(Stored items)
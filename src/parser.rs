//! Parsers for FMI WFS "simple" feature collections.
//!
//! Each `wfs:member/BsWfs:BsWfsElement` carries one scalar measurement for a
//! location and timestamp. Measurements are grouped into one
//! [`WeatherRecord`] per calendar day.

use std::collections::BTreeMap;

use chrono::{NaiveDate, NaiveDateTime};
use roxmltree::{Document, Node};

use crate::error::{Result, ZooError};
use crate::weather::WeatherRecord;

const WFS_NS: &str = "http://www.opengis.net/wfs/2.0";
const GML_NS: &str = "http://www.opengis.net/gml/3.2";
const BSWFS_NS: &str = "http://xml.fmi.fi/schema/wfs/2.0";

const FMI_TIME_FORMAT: &str = "%Y-%m-%dT%H:%M:%SZ";

/// A single measurement extracted from a `BsWfsElement`.
#[derive(Debug, Clone, PartialEq)]
struct Measurement {
    location: Option<String>,
    date: NaiveDate,
    parameter: String,
    value: Option<f64>,
}

/// Parses daily observations (`fmi::observations::weather::daily::simple`).
#[derive(Debug, Default)]
pub struct ObservationParser {
    observations: BTreeMap<NaiveDate, WeatherRecord>,
}

impl ObservationParser {
    pub fn new() -> Self {
        Self::default()
    }

    /// Parse a document, merging its measurements into the records seen so
    /// far. On error nothing from this document is kept.
    pub fn parse(&mut self, xml: &str) -> Result<()> {
        let measurements = read_measurements(xml)?;
        for m in measurements {
            let record = self
                .observations
                .entry(m.date)
                .or_insert_with(|| WeatherRecord::new(m.date));
            match m.parameter.as_str() {
                "rrday" => record.precipitation = m.value,
                "tday" => record.temp_mean = m.value,
                "tmax" => record.temp_max = m.value,
                "tmin" => record.temp_min = m.value,
                "snow" => record.snow_depth = m.value,
                other => tracing::trace!("Ignoring observation parameter {}", other),
            }
        }
        tracing::debug!("Parsed observations for {} days", self.observations.len());
        Ok(())
    }

    pub fn record_for(&self, date: NaiveDate) -> Result<&WeatherRecord> {
        self.observations.get(&date).ok_or(ZooError::NotFound(date))
    }

    /// All parsed records, ascending by date.
    pub fn records(&self) -> Vec<WeatherRecord> {
        self.observations.values().cloned().collect()
    }
}

/// Running values for one forecast day.
#[derive(Debug, Clone)]
struct ForecastDay {
    temp_max: Option<f64>,
    temp_min: Option<f64>,
    precipitation: f64,
    temperatures: Vec<f64>,
}

impl ForecastDay {
    fn new() -> Self {
        Self {
            temp_max: None,
            temp_min: None,
            precipitation: 0.0,
            temperatures: Vec::new(),
        }
    }

    fn track_max(&mut self, value: f64) {
        self.temp_max = Some(self.temp_max.map_or(value, |m| m.max(value)));
    }

    fn track_min(&mut self, value: f64) {
        self.temp_min = Some(self.temp_min.map_or(value, |m| m.min(value)));
    }

    fn finish(self, date: NaiveDate) -> WeatherRecord {
        let temp_mean = if self.temperatures.is_empty() {
            None
        } else {
            Some(self.temperatures.iter().sum::<f64>() / self.temperatures.len() as f64)
        };
        WeatherRecord {
            date,
            temp_max: self.temp_max,
            temp_min: self.temp_min,
            temp_mean,
            precipitation: Some(self.precipitation),
            snow_depth: None,
        }
    }
}

/// Parses hourly forecasts (`fmi::forecast::hirlam::surface::cities::simple`)
/// into daily records for a single location.
#[derive(Debug, Default)]
pub struct ForecastParser {
    forecasts: BTreeMap<NaiveDate, WeatherRecord>,
}

impl ForecastParser {
    pub fn new() -> Self {
        Self::default()
    }

    /// Parse a document, keeping only points at `location` (a `"lat lon"`
    /// pair as it appears in `gml:pos`).
    ///
    /// Hourly `Precipitation1h` values are summed per day. `Temperature`
    /// readings feed the daily maximum, minimum and mean; `tmax`/`tmin`
    /// points only feed the maximum or minimum.
    pub fn parse(&mut self, xml: &str, location: &str) -> Result<()> {
        let location = location.trim();
        let measurements = read_measurements(xml)?;

        let mut days: BTreeMap<NaiveDate, ForecastDay> = BTreeMap::new();
        for m in measurements {
            if m.location.as_deref() != Some(location) {
                continue;
            }
            let day = days.entry(m.date).or_insert_with(|| {
                tracing::debug!("Found forecast for new date: {}", m.date);
                ForecastDay::new()
            });
            let Some(value) = m.value else {
                continue;
            };
            match m.parameter.as_str() {
                "Precipitation1h" => day.precipitation += value,
                "Temperature" => {
                    day.track_max(value);
                    day.track_min(value);
                    day.temperatures.push(value);
                }
                "tmax" => day.track_max(value),
                "tmin" => day.track_min(value),
                other => tracing::trace!("Ignoring forecast parameter {}", other),
            }
        }

        tracing::debug!("Found forecasts for {} days", days.len());
        for (date, day) in days {
            self.forecasts.insert(date, day.finish(date));
        }
        Ok(())
    }

    pub fn record_for(&self, date: NaiveDate) -> Result<&WeatherRecord> {
        self.forecasts.get(&date).ok_or(ZooError::NotFound(date))
    }

    /// All parsed records, ascending by date.
    pub fn records(&self) -> Vec<WeatherRecord> {
        self.forecasts.values().cloned().collect()
    }
}

/// Truncate an FMI timestamp to its calendar date.
pub fn parse_fmi_date(timestamp: &str) -> Result<NaiveDate> {
    NaiveDateTime::parse_from_str(timestamp.trim(), FMI_TIME_FORMAT)
        .map(|dt| dt.date())
        .map_err(|e| ZooError::Parse(format!("invalid timestamp {:?}: {}", timestamp, e)))
}

fn read_measurements(xml: &str) -> Result<Vec<Measurement>> {
    let doc = Document::parse(xml).map_err(|e| ZooError::Parse(e.to_string()))?;

    let root = doc.root_element();
    let mut measurements = Vec::new();

    for member in root.children().filter(|n| n.has_tag_name((WFS_NS, "member"))) {
        for element in member
            .children()
            .filter(|n| n.has_tag_name((BSWFS_NS, "BsWfsElement")))
        {
            measurements.push(read_element(element)?);
        }
    }

    Ok(measurements)
}

fn read_element(element: Node<'_, '_>) -> Result<Measurement> {
    let time = child_text(element, "Time")
        .ok_or_else(|| ZooError::Parse("BsWfsElement without Time".to_string()))?;
    let parameter = child_text(element, "ParameterName")
        .ok_or_else(|| ZooError::Parse("BsWfsElement without ParameterName".to_string()))?;
    let raw_value = child_text(element, "ParameterValue")
        .ok_or_else(|| ZooError::Parse("BsWfsElement without ParameterValue".to_string()))?;

    let location = element
        .children()
        .find(|n| n.has_tag_name((BSWFS_NS, "Location")))
        .and_then(|loc| loc.descendants().find(|n| n.has_tag_name((GML_NS, "pos"))))
        .and_then(|pos| pos.text())
        .map(|text| text.trim().to_string());

    Ok(Measurement {
        location,
        date: parse_fmi_date(time)?,
        parameter: parameter.trim().to_string(),
        value: parse_value(raw_value)?,
    })
}

fn child_text<'a>(element: Node<'a, '_>, name: &str) -> Option<&'a str> {
    element
        .children()
        .find(|n| n.has_tag_name((BSWFS_NS, name)))
        .and_then(|n| n.text())
}

/// FMI writes `NaN` for missing values.
fn parse_value(raw: &str) -> Result<Option<f64>> {
    let raw = raw.trim();
    if raw.eq_ignore_ascii_case("nan") {
        return Ok(None);
    }
    raw.parse::<f64>()
        .map(Some)
        .map_err(|e| ZooError::Parse(format!("invalid value {:?}: {}", raw, e)))
}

▶ [Your objective]: Only lines of the data holding the word "filter" go in the answer. Please copy each of them.

▶ [Task response]:
    for member in root.children().filter(|n| n.has_tag_name((WFS_NS, "member"))) {
            .filter(|n| n.has_tag_name((BSWFS_NS, "BsWfsElement")))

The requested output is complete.